--- Raw data Enclosed Below ---
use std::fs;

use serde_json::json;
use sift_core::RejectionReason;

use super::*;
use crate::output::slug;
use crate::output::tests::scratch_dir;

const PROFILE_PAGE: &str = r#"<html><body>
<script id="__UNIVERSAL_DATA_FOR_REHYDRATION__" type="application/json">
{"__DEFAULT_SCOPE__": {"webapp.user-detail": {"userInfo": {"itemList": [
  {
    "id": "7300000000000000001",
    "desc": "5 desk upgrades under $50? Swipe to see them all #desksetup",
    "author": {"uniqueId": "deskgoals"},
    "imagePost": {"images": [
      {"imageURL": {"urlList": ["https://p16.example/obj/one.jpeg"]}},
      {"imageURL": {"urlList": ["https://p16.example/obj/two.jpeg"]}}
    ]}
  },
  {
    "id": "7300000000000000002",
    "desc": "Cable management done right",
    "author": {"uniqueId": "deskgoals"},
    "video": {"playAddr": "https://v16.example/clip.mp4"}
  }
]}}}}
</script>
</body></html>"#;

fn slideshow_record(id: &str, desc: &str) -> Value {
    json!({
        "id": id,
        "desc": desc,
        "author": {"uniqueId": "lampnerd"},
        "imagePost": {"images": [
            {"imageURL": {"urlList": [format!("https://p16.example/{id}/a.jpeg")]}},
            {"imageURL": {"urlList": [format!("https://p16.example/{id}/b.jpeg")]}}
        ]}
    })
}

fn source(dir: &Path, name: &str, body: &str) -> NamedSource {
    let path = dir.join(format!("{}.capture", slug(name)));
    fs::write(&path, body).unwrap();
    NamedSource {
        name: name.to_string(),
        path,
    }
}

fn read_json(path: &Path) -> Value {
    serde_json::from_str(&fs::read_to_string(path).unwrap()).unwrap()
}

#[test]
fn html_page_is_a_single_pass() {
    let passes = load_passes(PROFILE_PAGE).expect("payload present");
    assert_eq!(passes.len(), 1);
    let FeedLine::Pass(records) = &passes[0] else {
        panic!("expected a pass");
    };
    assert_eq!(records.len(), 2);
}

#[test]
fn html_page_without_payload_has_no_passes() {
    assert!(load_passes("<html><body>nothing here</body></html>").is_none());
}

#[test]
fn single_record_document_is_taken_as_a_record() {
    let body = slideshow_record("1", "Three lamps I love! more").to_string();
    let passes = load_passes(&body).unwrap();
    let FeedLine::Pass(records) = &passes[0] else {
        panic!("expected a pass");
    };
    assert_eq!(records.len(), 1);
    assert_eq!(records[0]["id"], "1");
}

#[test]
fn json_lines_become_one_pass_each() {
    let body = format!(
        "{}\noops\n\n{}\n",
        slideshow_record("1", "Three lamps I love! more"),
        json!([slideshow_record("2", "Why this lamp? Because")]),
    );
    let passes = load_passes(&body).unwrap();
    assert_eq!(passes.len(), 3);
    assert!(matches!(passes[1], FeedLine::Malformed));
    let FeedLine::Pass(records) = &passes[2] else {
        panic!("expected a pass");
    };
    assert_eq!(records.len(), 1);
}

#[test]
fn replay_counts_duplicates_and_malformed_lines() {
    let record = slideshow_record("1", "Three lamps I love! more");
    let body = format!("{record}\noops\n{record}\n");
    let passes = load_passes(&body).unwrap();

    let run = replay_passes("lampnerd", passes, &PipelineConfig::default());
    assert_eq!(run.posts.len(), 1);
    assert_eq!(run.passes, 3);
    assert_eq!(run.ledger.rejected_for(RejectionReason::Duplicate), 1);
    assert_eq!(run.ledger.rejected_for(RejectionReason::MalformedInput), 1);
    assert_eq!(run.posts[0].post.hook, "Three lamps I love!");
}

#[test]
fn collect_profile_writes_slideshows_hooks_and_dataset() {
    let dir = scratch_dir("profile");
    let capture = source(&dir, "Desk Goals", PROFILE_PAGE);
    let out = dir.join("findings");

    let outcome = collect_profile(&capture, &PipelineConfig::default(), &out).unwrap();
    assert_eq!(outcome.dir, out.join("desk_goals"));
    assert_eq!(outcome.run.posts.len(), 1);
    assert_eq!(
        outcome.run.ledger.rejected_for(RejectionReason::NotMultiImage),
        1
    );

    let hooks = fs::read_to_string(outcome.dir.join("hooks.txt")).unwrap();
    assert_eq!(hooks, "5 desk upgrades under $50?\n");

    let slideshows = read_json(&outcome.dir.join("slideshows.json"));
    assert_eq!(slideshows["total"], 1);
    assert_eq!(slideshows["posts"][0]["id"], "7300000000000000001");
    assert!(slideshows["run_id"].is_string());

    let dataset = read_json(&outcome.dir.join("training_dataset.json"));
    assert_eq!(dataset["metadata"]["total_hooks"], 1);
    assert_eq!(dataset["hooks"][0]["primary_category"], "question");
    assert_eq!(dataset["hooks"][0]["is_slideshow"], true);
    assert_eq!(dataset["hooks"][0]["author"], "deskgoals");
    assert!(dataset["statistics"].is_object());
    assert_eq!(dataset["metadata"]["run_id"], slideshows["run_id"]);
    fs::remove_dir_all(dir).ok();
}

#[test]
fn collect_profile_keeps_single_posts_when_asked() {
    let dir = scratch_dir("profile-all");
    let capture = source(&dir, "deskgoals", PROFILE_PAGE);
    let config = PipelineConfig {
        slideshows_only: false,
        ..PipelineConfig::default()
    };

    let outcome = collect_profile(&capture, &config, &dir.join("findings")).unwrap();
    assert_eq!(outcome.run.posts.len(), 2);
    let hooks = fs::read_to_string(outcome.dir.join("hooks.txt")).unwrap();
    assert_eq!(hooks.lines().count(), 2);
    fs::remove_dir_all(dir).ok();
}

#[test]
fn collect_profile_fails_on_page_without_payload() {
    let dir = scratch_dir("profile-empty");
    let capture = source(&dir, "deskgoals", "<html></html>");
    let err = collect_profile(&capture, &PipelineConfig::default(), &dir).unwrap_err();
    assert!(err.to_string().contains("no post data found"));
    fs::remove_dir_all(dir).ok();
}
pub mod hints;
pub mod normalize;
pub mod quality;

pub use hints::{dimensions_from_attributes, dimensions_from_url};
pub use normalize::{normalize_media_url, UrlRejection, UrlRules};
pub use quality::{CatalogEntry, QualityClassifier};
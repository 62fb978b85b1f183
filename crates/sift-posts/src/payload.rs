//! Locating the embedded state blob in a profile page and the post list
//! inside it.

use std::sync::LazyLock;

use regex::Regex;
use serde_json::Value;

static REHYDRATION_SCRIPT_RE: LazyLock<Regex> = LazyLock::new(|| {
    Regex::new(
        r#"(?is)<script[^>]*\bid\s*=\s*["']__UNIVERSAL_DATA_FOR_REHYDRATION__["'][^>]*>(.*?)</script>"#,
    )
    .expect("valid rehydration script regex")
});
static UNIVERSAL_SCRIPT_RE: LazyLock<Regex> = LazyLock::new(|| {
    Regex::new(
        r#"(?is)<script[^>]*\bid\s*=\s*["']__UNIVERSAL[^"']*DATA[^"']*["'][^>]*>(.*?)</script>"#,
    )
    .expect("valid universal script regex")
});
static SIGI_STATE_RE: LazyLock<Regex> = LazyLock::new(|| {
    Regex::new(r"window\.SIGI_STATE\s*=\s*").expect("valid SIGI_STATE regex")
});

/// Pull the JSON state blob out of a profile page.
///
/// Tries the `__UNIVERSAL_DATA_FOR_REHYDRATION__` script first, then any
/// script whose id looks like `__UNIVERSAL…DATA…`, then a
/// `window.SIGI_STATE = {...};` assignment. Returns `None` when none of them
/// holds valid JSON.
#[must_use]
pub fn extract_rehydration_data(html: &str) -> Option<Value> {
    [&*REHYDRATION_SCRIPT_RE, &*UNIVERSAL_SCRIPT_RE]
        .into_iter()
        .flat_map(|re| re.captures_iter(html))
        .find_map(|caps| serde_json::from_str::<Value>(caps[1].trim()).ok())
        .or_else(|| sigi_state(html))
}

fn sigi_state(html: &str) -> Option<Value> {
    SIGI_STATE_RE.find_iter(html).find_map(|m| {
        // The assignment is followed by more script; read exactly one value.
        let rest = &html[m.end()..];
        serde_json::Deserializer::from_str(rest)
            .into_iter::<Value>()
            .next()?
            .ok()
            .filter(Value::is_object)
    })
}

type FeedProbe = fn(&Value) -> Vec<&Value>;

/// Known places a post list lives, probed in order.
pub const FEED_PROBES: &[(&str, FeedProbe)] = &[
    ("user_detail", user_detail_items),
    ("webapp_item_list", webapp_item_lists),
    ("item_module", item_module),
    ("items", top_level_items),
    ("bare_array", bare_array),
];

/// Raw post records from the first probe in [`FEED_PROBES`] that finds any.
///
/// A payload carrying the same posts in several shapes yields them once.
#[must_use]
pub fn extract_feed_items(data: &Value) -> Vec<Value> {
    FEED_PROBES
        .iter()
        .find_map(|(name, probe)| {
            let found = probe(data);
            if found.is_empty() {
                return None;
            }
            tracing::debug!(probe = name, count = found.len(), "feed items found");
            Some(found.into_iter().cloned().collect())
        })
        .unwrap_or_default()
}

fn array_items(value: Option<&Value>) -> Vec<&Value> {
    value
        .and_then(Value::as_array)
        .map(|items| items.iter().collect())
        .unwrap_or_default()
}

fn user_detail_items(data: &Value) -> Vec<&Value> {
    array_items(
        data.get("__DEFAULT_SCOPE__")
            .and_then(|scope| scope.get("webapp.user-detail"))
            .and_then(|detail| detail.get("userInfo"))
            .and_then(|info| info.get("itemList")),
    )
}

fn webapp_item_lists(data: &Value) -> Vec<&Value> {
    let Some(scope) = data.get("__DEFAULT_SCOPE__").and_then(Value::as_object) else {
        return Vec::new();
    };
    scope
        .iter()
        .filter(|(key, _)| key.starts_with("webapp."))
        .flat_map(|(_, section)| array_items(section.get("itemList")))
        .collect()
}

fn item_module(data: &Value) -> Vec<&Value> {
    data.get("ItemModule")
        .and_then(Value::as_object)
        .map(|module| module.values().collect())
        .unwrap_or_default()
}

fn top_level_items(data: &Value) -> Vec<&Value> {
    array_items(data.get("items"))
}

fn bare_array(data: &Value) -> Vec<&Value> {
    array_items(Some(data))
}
--- End of Enclosed Raw data ---
## Work item
For every line of the listing above that contains "author", add one, and report the final tally with no other words.

## Answer to the exercise
4